§ **PROBLEM DESCRIPTION**:
Please report every line in the entries that contains the string "events".

== MATERIAL PROVIDED

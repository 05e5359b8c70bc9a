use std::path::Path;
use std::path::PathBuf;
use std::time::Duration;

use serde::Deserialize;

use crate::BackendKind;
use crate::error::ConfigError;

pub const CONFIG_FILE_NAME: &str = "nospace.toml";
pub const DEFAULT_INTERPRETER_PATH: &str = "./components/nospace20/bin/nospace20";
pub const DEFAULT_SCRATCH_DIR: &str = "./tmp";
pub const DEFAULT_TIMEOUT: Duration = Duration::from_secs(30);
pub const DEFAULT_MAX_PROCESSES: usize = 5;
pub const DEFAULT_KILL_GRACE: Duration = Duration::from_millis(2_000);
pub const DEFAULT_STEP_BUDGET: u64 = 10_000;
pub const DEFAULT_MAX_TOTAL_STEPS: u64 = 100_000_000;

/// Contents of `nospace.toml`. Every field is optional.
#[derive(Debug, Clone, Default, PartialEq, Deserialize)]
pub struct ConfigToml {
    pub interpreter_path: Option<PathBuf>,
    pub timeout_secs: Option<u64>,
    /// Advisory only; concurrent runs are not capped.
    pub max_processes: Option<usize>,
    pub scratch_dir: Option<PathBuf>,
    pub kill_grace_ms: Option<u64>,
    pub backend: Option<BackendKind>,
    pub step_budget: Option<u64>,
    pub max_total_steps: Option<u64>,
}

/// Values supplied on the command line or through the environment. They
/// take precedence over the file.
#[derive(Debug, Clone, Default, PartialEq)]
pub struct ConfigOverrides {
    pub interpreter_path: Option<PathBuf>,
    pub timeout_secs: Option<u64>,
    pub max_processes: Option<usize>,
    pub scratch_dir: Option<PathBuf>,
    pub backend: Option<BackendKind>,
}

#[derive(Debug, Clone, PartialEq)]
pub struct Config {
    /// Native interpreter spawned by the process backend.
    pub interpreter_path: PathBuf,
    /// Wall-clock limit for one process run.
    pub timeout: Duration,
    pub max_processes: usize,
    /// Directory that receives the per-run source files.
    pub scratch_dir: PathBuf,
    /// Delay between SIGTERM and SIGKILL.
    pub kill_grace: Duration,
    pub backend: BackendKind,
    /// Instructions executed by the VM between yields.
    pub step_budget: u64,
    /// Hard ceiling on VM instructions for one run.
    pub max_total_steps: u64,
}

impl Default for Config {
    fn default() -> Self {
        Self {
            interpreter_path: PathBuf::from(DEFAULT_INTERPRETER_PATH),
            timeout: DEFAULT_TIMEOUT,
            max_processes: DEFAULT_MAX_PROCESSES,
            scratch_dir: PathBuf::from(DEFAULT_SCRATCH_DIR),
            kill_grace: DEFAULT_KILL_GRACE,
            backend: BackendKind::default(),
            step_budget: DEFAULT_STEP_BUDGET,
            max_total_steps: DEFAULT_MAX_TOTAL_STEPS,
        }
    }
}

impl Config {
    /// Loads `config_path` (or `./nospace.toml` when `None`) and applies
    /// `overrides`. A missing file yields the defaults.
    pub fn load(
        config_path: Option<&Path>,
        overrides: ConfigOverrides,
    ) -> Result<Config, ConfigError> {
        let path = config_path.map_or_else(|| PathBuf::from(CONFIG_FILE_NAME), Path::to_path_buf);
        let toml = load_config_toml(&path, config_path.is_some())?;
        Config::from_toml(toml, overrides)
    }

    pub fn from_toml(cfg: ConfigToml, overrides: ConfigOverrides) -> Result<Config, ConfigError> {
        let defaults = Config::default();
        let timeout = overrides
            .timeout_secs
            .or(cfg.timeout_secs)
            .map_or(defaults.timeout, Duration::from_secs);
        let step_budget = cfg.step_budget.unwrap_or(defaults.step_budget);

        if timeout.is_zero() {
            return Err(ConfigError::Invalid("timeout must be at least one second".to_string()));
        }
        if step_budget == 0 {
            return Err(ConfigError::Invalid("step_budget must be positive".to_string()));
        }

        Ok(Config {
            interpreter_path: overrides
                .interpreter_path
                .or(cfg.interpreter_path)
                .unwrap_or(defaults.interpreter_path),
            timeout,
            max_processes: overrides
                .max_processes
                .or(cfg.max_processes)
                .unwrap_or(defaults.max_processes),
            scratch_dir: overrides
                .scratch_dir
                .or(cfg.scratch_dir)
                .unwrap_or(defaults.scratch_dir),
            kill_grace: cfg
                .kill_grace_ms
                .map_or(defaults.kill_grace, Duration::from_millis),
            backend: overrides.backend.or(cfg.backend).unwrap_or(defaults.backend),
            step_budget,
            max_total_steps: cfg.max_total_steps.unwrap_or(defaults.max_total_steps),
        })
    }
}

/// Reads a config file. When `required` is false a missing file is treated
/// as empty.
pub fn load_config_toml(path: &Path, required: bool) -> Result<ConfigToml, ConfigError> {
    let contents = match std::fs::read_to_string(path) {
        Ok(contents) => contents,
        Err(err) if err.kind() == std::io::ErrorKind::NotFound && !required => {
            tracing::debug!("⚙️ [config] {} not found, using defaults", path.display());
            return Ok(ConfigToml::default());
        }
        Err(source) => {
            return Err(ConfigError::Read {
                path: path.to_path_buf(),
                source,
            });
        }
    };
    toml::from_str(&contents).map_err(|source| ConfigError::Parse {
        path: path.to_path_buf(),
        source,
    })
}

====
== MATERIAL PROVIDED

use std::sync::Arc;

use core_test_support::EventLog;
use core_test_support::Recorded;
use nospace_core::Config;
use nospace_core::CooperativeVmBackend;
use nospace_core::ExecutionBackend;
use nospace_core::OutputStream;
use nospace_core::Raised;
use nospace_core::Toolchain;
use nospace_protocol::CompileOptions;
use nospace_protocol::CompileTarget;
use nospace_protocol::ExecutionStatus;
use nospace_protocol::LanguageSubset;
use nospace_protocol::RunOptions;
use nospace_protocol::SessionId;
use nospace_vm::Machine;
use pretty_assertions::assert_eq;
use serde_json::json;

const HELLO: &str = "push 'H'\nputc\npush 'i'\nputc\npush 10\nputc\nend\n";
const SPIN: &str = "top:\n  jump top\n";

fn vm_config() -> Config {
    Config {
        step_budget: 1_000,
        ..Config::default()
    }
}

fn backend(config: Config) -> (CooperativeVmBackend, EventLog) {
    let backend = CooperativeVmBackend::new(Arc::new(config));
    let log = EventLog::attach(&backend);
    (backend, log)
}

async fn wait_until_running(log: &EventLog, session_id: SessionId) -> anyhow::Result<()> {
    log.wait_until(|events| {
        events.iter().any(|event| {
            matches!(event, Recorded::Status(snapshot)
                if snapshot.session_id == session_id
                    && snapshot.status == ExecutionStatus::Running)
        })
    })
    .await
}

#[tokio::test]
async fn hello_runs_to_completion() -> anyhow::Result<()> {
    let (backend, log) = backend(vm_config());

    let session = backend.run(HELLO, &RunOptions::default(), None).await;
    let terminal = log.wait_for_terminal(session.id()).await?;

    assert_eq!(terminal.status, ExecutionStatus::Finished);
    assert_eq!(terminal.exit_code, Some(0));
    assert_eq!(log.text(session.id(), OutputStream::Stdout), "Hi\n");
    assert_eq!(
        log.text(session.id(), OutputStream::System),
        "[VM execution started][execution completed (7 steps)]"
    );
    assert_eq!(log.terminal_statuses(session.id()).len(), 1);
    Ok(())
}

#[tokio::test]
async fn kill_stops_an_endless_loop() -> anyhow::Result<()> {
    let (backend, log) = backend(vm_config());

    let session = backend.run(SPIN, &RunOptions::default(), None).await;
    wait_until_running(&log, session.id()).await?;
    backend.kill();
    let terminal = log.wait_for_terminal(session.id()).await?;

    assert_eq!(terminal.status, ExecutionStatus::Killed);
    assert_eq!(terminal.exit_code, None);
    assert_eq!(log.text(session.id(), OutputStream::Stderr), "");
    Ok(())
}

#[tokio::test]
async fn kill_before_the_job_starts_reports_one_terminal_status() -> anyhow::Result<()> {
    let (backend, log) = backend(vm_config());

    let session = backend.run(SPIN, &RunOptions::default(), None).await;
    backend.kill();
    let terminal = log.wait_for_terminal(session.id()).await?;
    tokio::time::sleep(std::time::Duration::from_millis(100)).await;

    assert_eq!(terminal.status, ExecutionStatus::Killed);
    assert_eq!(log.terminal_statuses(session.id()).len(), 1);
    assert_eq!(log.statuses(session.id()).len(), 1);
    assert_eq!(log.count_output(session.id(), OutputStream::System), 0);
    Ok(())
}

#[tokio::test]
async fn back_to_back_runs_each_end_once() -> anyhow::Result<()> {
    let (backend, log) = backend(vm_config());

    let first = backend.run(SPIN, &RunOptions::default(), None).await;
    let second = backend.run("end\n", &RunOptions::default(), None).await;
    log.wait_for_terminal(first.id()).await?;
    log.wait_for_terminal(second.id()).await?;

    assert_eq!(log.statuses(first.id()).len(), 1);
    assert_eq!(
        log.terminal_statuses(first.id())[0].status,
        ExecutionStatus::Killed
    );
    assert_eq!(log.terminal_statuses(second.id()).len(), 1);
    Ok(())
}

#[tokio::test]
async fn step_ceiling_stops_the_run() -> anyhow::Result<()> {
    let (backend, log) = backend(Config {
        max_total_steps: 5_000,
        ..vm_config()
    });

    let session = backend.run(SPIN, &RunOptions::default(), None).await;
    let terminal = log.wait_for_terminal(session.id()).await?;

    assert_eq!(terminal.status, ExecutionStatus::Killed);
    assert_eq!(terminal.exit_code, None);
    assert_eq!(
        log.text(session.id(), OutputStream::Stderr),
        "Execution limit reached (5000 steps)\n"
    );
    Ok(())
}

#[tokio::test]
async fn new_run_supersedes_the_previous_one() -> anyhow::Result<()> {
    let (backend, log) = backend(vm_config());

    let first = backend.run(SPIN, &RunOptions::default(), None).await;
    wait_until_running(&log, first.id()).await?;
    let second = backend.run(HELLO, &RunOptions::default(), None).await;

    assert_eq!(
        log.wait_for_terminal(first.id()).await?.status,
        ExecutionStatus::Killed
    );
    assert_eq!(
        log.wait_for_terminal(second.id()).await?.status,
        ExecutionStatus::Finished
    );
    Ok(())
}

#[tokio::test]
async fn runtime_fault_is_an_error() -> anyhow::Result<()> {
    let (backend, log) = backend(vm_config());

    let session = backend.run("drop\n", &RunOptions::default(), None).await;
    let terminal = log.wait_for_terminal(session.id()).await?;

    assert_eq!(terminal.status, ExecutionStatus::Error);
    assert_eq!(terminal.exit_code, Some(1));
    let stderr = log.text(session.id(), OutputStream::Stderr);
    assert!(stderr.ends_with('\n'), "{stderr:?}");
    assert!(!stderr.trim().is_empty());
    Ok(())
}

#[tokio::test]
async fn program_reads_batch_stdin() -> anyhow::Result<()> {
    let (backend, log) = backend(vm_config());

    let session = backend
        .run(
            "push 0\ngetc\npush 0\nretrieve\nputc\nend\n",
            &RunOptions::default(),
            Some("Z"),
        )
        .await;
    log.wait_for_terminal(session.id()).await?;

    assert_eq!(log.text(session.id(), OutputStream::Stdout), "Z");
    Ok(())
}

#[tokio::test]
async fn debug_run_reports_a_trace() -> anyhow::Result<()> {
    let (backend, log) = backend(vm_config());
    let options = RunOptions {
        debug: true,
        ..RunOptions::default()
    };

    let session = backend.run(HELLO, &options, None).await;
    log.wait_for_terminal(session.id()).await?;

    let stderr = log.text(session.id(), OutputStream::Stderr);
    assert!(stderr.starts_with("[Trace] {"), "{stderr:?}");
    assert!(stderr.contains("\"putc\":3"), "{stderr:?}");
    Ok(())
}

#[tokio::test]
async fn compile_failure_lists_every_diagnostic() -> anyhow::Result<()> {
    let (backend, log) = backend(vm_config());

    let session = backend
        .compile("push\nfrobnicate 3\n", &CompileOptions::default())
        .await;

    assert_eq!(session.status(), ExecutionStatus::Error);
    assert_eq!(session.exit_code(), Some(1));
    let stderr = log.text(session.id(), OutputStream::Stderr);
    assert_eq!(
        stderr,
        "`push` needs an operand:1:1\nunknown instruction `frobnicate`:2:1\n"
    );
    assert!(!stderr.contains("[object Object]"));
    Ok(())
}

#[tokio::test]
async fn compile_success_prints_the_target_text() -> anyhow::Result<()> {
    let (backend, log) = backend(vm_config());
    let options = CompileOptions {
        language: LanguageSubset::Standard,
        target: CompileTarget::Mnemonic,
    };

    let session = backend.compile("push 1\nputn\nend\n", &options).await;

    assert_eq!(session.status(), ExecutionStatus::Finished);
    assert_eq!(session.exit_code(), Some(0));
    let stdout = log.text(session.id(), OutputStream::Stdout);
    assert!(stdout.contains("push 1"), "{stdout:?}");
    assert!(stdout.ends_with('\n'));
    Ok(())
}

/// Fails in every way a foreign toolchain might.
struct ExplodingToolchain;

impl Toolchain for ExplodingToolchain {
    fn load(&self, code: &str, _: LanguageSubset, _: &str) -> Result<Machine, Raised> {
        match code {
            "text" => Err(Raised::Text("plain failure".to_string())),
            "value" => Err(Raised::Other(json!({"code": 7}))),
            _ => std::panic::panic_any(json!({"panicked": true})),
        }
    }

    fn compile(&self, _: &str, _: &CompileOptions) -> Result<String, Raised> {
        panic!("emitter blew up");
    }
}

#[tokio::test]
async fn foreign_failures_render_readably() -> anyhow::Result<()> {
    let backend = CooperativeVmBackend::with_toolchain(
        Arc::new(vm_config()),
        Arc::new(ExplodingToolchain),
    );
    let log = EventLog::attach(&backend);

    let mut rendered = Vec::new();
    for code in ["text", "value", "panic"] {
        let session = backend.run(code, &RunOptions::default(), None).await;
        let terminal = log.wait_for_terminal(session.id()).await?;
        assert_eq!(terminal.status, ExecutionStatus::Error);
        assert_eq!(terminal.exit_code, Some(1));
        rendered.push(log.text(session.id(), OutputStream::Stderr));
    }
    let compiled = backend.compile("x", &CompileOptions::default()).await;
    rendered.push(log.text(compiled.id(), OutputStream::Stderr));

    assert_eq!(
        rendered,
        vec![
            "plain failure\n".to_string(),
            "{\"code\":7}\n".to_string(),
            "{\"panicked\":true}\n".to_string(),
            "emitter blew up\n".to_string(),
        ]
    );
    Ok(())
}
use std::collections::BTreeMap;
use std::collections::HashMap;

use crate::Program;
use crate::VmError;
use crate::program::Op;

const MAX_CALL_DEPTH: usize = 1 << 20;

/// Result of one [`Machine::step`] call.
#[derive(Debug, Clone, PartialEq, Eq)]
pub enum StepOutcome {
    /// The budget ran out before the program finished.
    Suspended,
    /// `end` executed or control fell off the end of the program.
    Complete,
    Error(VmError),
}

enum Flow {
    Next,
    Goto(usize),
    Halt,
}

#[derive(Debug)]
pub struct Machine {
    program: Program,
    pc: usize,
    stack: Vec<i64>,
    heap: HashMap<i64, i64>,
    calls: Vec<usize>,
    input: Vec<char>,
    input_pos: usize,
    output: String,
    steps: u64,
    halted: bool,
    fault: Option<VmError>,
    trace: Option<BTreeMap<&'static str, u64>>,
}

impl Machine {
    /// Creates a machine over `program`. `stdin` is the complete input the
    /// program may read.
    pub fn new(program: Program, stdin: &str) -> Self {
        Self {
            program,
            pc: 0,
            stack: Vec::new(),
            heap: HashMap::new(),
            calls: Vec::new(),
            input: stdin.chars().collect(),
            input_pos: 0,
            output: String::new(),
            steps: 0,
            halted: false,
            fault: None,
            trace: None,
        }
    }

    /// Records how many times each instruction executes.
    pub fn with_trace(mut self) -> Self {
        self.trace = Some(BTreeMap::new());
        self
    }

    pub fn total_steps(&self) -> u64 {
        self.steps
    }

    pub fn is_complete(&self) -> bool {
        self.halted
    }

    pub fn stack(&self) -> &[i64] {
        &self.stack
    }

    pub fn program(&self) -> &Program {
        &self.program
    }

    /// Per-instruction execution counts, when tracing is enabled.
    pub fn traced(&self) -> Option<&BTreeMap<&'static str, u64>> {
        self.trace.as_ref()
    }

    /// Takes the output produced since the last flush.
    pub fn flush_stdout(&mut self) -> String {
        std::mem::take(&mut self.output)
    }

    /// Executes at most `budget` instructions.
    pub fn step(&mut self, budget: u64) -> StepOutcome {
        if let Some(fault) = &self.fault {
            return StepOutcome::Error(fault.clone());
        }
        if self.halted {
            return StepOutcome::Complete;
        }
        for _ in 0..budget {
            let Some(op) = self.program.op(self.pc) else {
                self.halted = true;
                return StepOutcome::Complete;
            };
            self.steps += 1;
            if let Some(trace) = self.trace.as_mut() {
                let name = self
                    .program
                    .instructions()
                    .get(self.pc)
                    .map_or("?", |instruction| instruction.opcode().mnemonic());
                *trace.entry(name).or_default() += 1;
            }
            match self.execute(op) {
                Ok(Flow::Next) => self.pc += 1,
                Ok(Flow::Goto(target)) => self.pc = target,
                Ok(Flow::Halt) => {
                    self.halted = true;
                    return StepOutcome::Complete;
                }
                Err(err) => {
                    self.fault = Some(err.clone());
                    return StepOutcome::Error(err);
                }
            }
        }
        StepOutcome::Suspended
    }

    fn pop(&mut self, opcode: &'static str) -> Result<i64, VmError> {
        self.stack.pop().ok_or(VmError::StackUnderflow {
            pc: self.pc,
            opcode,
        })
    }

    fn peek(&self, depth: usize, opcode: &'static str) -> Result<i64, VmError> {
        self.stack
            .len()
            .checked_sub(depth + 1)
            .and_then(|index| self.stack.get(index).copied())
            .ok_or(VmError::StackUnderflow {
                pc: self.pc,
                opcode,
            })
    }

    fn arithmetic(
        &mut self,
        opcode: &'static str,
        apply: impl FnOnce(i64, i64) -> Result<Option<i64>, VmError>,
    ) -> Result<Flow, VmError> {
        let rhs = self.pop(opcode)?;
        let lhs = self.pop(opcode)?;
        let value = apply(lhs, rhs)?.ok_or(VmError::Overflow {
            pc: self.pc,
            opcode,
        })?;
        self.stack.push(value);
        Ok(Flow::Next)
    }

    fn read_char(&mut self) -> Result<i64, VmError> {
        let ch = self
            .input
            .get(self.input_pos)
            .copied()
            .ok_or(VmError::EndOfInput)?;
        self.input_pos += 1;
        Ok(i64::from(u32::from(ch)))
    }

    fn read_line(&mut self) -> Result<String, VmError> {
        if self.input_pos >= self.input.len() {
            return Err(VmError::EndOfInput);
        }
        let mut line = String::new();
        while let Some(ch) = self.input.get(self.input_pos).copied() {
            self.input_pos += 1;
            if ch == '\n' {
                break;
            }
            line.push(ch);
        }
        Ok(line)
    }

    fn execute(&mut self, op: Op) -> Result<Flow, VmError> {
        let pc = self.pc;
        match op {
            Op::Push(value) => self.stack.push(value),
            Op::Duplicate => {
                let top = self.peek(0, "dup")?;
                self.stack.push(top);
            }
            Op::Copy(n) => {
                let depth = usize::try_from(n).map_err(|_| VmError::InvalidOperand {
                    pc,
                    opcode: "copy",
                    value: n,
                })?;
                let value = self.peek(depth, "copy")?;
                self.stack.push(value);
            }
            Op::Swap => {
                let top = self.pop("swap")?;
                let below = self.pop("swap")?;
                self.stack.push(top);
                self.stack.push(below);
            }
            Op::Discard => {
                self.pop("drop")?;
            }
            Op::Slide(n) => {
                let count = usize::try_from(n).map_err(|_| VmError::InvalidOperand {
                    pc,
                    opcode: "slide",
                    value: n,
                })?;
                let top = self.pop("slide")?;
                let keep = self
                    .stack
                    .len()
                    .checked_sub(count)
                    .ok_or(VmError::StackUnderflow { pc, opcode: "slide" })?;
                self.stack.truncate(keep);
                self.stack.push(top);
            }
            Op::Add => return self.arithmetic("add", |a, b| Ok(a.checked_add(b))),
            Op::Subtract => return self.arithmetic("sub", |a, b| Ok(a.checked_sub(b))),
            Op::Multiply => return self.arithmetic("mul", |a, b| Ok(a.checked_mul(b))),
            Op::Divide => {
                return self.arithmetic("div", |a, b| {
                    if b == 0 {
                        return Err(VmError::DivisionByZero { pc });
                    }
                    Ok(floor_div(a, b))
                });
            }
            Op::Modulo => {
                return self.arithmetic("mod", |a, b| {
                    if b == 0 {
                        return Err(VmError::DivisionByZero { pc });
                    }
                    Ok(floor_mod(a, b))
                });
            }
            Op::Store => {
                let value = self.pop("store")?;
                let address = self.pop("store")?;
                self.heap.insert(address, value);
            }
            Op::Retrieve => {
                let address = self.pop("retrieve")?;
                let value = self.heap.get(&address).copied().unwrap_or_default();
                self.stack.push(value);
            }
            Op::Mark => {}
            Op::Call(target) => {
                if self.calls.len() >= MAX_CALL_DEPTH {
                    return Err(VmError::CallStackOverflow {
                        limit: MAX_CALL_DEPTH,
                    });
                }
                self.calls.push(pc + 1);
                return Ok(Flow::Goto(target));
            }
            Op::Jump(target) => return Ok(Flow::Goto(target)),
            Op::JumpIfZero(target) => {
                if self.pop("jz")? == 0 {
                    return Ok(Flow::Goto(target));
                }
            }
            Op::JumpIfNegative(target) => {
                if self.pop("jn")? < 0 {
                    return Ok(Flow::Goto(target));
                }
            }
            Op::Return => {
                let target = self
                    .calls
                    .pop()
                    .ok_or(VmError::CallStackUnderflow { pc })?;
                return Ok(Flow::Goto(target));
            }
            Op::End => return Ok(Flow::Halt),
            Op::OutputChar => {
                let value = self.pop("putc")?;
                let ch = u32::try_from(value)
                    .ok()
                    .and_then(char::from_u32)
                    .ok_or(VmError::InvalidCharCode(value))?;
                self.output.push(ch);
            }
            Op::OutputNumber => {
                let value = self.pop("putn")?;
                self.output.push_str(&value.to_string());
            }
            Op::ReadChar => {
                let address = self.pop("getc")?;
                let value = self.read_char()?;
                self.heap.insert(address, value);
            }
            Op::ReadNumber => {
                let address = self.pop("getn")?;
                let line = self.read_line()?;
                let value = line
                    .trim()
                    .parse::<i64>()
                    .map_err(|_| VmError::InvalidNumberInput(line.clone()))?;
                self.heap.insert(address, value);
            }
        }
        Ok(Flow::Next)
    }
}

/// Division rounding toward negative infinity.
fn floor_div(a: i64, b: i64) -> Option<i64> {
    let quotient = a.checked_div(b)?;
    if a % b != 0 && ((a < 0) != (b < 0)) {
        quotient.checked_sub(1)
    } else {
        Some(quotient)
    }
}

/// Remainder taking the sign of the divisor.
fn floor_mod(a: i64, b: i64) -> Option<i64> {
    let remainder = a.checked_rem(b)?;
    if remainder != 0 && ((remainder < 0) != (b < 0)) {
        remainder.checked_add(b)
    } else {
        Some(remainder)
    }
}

====
== MATERIAL PROVIDED

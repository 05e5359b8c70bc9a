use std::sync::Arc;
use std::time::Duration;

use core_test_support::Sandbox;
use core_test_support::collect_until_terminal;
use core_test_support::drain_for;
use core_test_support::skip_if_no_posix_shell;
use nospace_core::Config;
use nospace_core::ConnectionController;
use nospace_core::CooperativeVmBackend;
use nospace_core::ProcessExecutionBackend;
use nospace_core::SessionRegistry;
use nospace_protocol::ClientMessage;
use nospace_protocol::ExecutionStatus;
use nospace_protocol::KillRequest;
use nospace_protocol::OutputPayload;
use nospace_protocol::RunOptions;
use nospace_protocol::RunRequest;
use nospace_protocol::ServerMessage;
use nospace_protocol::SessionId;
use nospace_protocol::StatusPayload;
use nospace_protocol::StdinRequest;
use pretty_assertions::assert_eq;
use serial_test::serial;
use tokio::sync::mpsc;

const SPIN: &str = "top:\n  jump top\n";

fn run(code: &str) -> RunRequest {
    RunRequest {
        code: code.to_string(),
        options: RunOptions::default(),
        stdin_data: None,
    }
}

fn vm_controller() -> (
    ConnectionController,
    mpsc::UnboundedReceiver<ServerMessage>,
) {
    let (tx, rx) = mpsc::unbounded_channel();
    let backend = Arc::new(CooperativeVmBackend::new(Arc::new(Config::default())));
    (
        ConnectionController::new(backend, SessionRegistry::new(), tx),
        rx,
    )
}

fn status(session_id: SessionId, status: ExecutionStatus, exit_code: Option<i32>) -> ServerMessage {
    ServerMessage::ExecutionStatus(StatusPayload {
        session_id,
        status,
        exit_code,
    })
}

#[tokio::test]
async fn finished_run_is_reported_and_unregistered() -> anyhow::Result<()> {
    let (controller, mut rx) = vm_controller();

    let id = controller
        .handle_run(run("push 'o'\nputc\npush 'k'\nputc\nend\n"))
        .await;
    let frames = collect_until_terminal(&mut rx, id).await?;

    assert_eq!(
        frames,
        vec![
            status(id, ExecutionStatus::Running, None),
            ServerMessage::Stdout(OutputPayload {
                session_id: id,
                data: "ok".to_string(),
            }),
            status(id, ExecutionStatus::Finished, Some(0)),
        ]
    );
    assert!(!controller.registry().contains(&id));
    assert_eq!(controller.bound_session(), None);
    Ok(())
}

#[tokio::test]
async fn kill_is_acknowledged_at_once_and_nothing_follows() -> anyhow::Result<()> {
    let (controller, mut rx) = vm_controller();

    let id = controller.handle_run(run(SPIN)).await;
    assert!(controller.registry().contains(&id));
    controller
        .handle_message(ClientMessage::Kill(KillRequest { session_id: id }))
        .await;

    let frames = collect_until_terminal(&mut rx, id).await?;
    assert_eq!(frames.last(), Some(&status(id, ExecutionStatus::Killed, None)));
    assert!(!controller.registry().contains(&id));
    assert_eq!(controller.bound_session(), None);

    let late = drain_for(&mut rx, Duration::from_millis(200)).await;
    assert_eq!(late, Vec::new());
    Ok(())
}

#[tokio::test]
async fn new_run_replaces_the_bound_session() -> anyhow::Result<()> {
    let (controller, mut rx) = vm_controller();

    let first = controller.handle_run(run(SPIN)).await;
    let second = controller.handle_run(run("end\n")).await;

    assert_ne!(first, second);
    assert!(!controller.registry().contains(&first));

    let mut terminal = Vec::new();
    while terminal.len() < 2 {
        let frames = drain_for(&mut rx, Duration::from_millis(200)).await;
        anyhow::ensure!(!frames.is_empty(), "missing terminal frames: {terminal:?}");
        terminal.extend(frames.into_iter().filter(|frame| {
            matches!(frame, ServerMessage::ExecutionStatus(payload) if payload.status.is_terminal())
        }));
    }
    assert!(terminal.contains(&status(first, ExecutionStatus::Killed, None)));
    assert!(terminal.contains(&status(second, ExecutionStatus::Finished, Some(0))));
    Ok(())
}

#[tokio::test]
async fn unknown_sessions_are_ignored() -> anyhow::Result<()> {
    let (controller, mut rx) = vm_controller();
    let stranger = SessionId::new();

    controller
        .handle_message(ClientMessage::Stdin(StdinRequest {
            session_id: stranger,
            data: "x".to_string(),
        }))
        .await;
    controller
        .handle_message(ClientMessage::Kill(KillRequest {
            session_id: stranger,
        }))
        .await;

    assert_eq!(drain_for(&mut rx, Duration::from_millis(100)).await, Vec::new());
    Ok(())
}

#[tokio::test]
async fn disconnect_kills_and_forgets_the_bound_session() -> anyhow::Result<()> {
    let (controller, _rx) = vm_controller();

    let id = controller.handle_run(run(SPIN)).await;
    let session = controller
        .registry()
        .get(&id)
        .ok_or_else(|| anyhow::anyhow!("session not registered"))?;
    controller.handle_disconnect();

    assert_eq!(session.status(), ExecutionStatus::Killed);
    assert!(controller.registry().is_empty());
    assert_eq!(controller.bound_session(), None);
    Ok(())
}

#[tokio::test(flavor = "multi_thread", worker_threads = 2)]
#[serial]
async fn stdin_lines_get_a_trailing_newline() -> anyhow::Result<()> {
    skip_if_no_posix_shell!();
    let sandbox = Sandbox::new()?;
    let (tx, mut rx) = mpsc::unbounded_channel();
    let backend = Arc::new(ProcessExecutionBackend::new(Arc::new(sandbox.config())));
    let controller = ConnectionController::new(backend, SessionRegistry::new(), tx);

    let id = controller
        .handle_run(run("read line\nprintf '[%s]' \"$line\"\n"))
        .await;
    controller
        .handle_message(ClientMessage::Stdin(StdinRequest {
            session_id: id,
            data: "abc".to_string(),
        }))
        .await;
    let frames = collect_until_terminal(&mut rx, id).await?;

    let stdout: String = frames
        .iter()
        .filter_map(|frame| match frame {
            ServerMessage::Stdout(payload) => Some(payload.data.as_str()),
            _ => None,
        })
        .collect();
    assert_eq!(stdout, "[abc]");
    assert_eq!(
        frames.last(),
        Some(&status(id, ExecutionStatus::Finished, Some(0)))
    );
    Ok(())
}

====

§ **EXERCISE ANSWER**:
    log.wait_until(|events| {
        events.iter().any(|event| {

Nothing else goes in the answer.